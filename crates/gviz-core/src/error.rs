// Rust guideline compliant 2026-02-06

//! Error types for the gviz core library.
//!
//! Protocol problems never surface here: they are recorded as messages in
//! the response log. These errors cover the ambient operations around it.

use thiserror::Error;

/// Result type alias for gviz operations.
pub type Result<T> = std::result::Result<T, Error>;

/// Error types for gviz operations.
#[derive(Debug, Error)]
pub enum Error {
    /// IO error occurred.
    #[error("IO error: {0}")]
    Io(#[from] std::io::Error),

    /// Configuration file or environment value is invalid.
    #[error("Invalid config: {0}")]
    InvalidConfig(String),

    /// A message specification could not be understood.
    #[error("Invalid message: {0}")]
    InvalidMessage(String),
}
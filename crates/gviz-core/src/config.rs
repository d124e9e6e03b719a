// Rust guideline compliant 2026-02-06

//! Configuration management for response assembly.

use crate::{Error, Result};
use serde::{Deserialize, Serialize};
use std::path::Path;

/// Default configuration file name.
pub const CONFIG_FILE_NAME: &str = "gviz.toml";

const LOG_LEVELS: [&str; 5] = ["error", "warn", "info", "debug", "trace"];

/// Configuration for response assembly behavior.
#[derive(Debug, Clone, PartialEq, Eq, Serialize, Deserialize)]
pub struct Config {
    /// Whether ok and warning responses carry a `sig` for the table.
    #[serde(default = "default_emit_signature")]
    pub emit_signature: bool,

    /// Whether to add a `Content-Disposition` header when `outFileName` is set.
    #[serde(default)]
    pub attachment_headers: bool,

    /// Log verbosity for binaries embedding the core.
    #[serde(default = "default_log_level")]
    pub log_level: String,
}

fn default_emit_signature() -> bool {
    false
}

fn default_log_level() -> String {
    "warn".to_string()
}

impl Default for Config {
    fn default() -> Self {
        Self {
            emit_signature: default_emit_signature(),
            attachment_headers: false,
            log_level: default_log_level(),
        }
    }
}

impl Config {
    /// Loads configuration from a TOML file and environment variables.
    ///
    /// Configuration is loaded in the following order (later overrides earlier):
    /// 1. Default values
    /// 2. The TOML file at `path`, if it exists
    /// 3. Environment variables with `GVIZ_` prefix
    ///
    /// # Errors
    ///
    /// Returns an error if:
    /// - The file exists but cannot be read
    /// - The file contains invalid TOML
    /// - An environment variable or the final values fail validation
    pub fn load(path: &Path) -> Result<Self> {
        let mut config = if path.exists() {
            let content = std::fs::read_to_string(path)?;
            toml::from_str(&content)
                .map_err(|e| Error::InvalidConfig(format!("{}: {}", path.display(), e)))?
        } else {
            Self::default()
        };

        config.apply_env_overrides()?;
        config.validate()?;

        Ok(config)
    }

    /// Loads `gviz.toml` from the given directory.
    ///
    /// # Errors
    ///
    /// See [`Config::load`].
    pub fn load_from_dir(dir: &Path) -> Result<Self> {
        Self::load(&dir.join(CONFIG_FILE_NAME))
    }

    /// Applies environment variable overrides.
    ///
    /// Supported environment variables:
    /// - `GVIZ_EMIT_SIGNATURE` - true/false
    /// - `GVIZ_ATTACHMENT_HEADERS` - true/false
    /// - `GVIZ_LOG_LEVEL` - error/warn/info/debug/trace
    fn apply_env_overrides(&mut self) -> Result<()> {
        if let Ok(val) = std::env::var("GVIZ_EMIT_SIGNATURE") {
            self.emit_signature = val.parse().map_err(|_| {
                Error::InvalidConfig("GVIZ_EMIT_SIGNATURE must be true or false".to_string())
            })?;
        }

        if let Ok(val) = std::env::var("GVIZ_ATTACHMENT_HEADERS") {
            self.attachment_headers = val.parse().map_err(|_| {
                Error::InvalidConfig("GVIZ_ATTACHMENT_HEADERS must be true or false".to_string())
            })?;
        }

        if let Ok(val) = std::env::var("GVIZ_LOG_LEVEL") {
            self.log_level = val.to_lowercase();
        }

        Ok(())
    }

    fn validate(&self) -> Result<()> {
        if !LOG_LEVELS.contains(&self.log_level.as_str()) {
            return Err(Error::InvalidConfig(format!(
                "log_level must be one of {}, got {}",
                LOG_LEVELS.join("/"),
                self.log_level
            )));
        }
        Ok(())
    }

    /// Saves the configuration as pretty TOML.
    ///
    /// # Errors
    ///
    /// Returns an error if serialization fails or the file cannot be written.
    pub fn save(&self, path: &Path) -> Result<()> {
        let content = toml::to_string_pretty(self)
            .map_err(|e| Error::InvalidConfig(format!("Failed to serialize config: {}", e)))?;
        std::fs::write(path, content)?;
        Ok(())
    }
}
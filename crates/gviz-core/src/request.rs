// Rust guideline compliant 2026-02-06

//! Request descriptor parsing.
//!
//! A chart client describes the response it wants with a semicolon
//! separated list of `key=value` pairs, for example
//! `reqId=7;version=0.6;responseHandler=myHandler`. Parsing never fails:
//! malformed segments are skipped and tolerable problems are queued as
//! messages for the assembler.

use crate::message::{reasons, Message, MessageKind, MessageLog};
use std::collections::BTreeMap;
use std::fmt;
use tracing::debug;

/// The only protocol version fully supported.
pub const SUPPORTED_VERSION: &str = "0.6";

/// Handler invoked by wrapped responses when the client names none.
pub const DEFAULT_RESPONSE_HANDLER: &str = "google.visualization.Query.setResponse";

/// The only supported output format.
pub const DEFAULT_OUTPUT_FORMAT: &str = "json";

/// Request id used when the client sends none.
pub const DEFAULT_REQUEST_ID: i64 = 0;

const KEY_REQUEST_ID: &str = "reqId";
const KEY_VERSION: &str = "version";
const KEY_SIGNATURE: &str = "sig";
const KEY_OUTPUT_FORMAT: &str = "out";
const KEY_RESPONSE_HANDLER: &str = "responseHandler";
const KEY_OUT_FILE_NAME: &str = "outFileName";

/// Fields supplied directly by the caller.
///
/// Every `Some` field replaces whatever the raw descriptor string said.
#[derive(Debug, Clone, Default, PartialEq, Eq)]
pub struct RequestOverrides {
    /// Request id.
    pub request_id: Option<i64>,
    /// Protocol version.
    pub version: Option<String>,
    /// Freshness signature.
    pub signature: Option<String>,
    /// Output format.
    pub output_format: Option<String>,
    /// Name of the client-side handler for wrapped responses.
    pub response_handler: Option<String>,
    /// Suggested download file name.
    pub out_file_name: Option<String>,
}

/// Parsed and validated response-shaping options.
#[derive(Debug, Clone, PartialEq, Eq)]
pub struct RequestDescriptor {
    request_id: i64,
    version: Option<String>,
    signature: Option<String>,
    output_format: String,
    response_handler: String,
    out_file_name: Option<String>,
    auth_present: bool,
    extra: BTreeMap<String, String>,
    messages: MessageLog,
}

impl Default for RequestDescriptor {
    fn default() -> Self {
        Self {
            request_id: DEFAULT_REQUEST_ID,
            version: None,
            signature: None,
            output_format: DEFAULT_OUTPUT_FORMAT.to_string(),
            response_handler: DEFAULT_RESPONSE_HANDLER.to_string(),
            out_file_name: None,
            auth_present: false,
            extra: BTreeMap::new(),
            messages: MessageLog::new(),
        }
    }
}

impl RequestDescriptor {
    /// Parses a raw descriptor string.
    ///
    /// # Arguments
    ///
    /// * `raw` - The `key=value;key=value` descriptor
    /// * `auth_present` - Whether the request carried the data source auth header
    /// * `overrides` - Caller-supplied fields, applied after the raw string
    ///
    /// # Returns
    ///
    /// The descriptor. Unknown keys are kept as extra attributes, segments
    /// without `=` are dropped, and an unsupported `version` queues a warning.
    #[must_use]
    pub fn parse(raw: &str, auth_present: bool, overrides: RequestOverrides) -> Self {
        let mut descriptor = Self {
            auth_present,
            ..Self::default()
        };

        for segment in raw.split(';') {
            if segment.is_empty() {
                continue;
            }
            let Some((key, value)) = segment.split_once('=') else {
                debug!(segment, "skipping descriptor segment without '='");
                continue;
            };
            if key.is_empty() {
                debug!(segment, "skipping descriptor segment without key");
                continue;
            }
            descriptor.set_field(key, value);
        }

        descriptor.apply_overrides(overrides);
        descriptor.response_handler = sanitize_handler_name(&descriptor.response_handler);

        if let Some(version) = descriptor.version.as_deref() {
            if version != SUPPORTED_VERSION {
                debug!(version, "unsupported protocol version requested");
                let summary = format!(
                    "Version {} is not supported, responding with version {}",
                    version, SUPPORTED_VERSION
                );
                descriptor.messages.push(Message::new(
                    MessageKind::Warning,
                    reasons::VERSION_MISMATCH,
                    Some(summary),
                    None,
                ));
            }
        }

        descriptor
    }

    fn set_field(&mut self, key: &str, value: &str) {
        match key {
            KEY_REQUEST_ID => {
                self.request_id = match value.trim().parse() {
                    Ok(id) => id,
                    Err(_) => {
                        if !value.is_empty() {
                            debug!(value, "non-integer reqId, using default");
                        }
                        DEFAULT_REQUEST_ID
                    }
                };
            }
            KEY_VERSION => self.version = non_empty(value),
            KEY_SIGNATURE => self.signature = non_empty(value),
            KEY_OUTPUT_FORMAT => {
                self.output_format =
                    non_empty(value).unwrap_or_else(|| DEFAULT_OUTPUT_FORMAT.to_string());
            }
            KEY_RESPONSE_HANDLER => {
                self.response_handler =
                    non_empty(value).unwrap_or_else(|| DEFAULT_RESPONSE_HANDLER.to_string());
            }
            KEY_OUT_FILE_NAME => self.out_file_name = non_empty(value),
            _ => {
                self.extra.insert(key.to_string(), value.to_string());
            }
        }
    }

    fn apply_overrides(&mut self, overrides: RequestOverrides) {
        if let Some(request_id) = overrides.request_id {
            self.request_id = request_id;
        }
        if let Some(version) = overrides.version {
            self.version = non_empty(&version);
        }
        if let Some(signature) = overrides.signature {
            self.signature = non_empty(&signature);
        }
        if let Some(output_format) = overrides.output_format {
            self.output_format = output_format;
        }
        if let Some(response_handler) = overrides.response_handler {
            self.response_handler = response_handler;
        }
        if let Some(out_file_name) = overrides.out_file_name {
            self.out_file_name = non_empty(&out_file_name);
        }
    }

    /// Returns the request id echoed back to the client.
    #[must_use]
    pub fn request_id(&self) -> i64 {
        self.request_id
    }

    /// Returns the protocol version the client asked for, if any.
    #[must_use]
    pub fn version(&self) -> Option<&str> {
        self.version.as_deref()
    }

    /// Returns the client's freshness signature, if any.
    #[must_use]
    pub fn signature(&self) -> Option<&str> {
        self.signature.as_deref()
    }

    /// Returns the requested output format.
    #[must_use]
    pub fn output_format(&self) -> &str {
        &self.output_format
    }

    /// Returns the sanitized handler name for wrapped responses.
    #[must_use]
    pub fn response_handler(&self) -> &str {
        &self.response_handler
    }

    /// Returns the suggested download file name, if any.
    #[must_use]
    pub fn out_file_name(&self) -> Option<&str> {
        self.out_file_name.as_deref()
    }

    /// Returns whether the request carried the data source auth header.
    #[must_use]
    pub fn auth_present(&self) -> bool {
        self.auth_present
    }

    /// Returns an unrecognized attribute by key.
    #[must_use]
    pub fn extra(&self, key: &str) -> Option<&str> {
        self.extra.get(key).map(String::as_str)
    }

    /// Returns all unrecognized attributes, sorted by key.
    #[must_use]
    pub fn extras(&self) -> &BTreeMap<String, String> {
        &self.extra
    }

    /// Returns the messages queued while parsing.
    #[must_use]
    pub fn parse_messages(&self) -> &MessageLog {
        &self.messages
    }
}

/// Renders the canonical `key=value;...` form.
///
/// Recognized keys come first in a fixed order, then extras sorted by key.
/// Values parsed from a raw string never contain `;`, so those render back
/// to an equal descriptor. Override values containing `;` do not.
impl fmt::Display for RequestDescriptor {
    fn fmt(&self, f: &mut fmt::Formatter<'_>) -> fmt::Result {
        write!(f, "{}={}", KEY_REQUEST_ID, self.request_id)?;
        if let Some(version) = &self.version {
            write!(f, ";{}={}", KEY_VERSION, version)?;
        }
        if let Some(signature) = &self.signature {
            write!(f, ";{}={}", KEY_SIGNATURE, signature)?;
        }
        write!(f, ";{}={}", KEY_OUTPUT_FORMAT, self.output_format)?;
        write!(f, ";{}={}", KEY_RESPONSE_HANDLER, self.response_handler)?;
        if let Some(out_file_name) = &self.out_file_name {
            write!(f, ";{}={}", KEY_OUT_FILE_NAME, out_file_name)?;
        }
        for (key, value) in &self.extra {
            write!(f, ";{}={}", key, value)?;
        }
        Ok(())
    }
}

/// Strips every character that cannot appear in a dotted callable name.
///
/// Keeps ASCII letters, digits, `.`, `_` and `$`. An empty result falls
/// back to [`DEFAULT_RESPONSE_HANDLER`].
#[must_use]
pub fn sanitize_handler_name(name: &str) -> String {
    let cleaned: String = name
        .chars()
        .filter(|c| c.is_ascii_alphanumeric() || matches!(c, '.' | '_' | '$'))
        .collect();
    if cleaned.is_empty() {
        DEFAULT_RESPONSE_HANDLER.to_string()
    } else {
        cleaned
    }
}

fn non_empty(value: &str) -> Option<String> {
    if value.is_empty() {
        None
    } else {
        Some(value.to_string())
    }
}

____

## What you should do
Given the word "order", show every line of the records that contains it.

## Response box
    /// Configuration is loaded in the following order (later overrides earlier):
/// Recognized keys come first in a fixed order, then extras sorted by key.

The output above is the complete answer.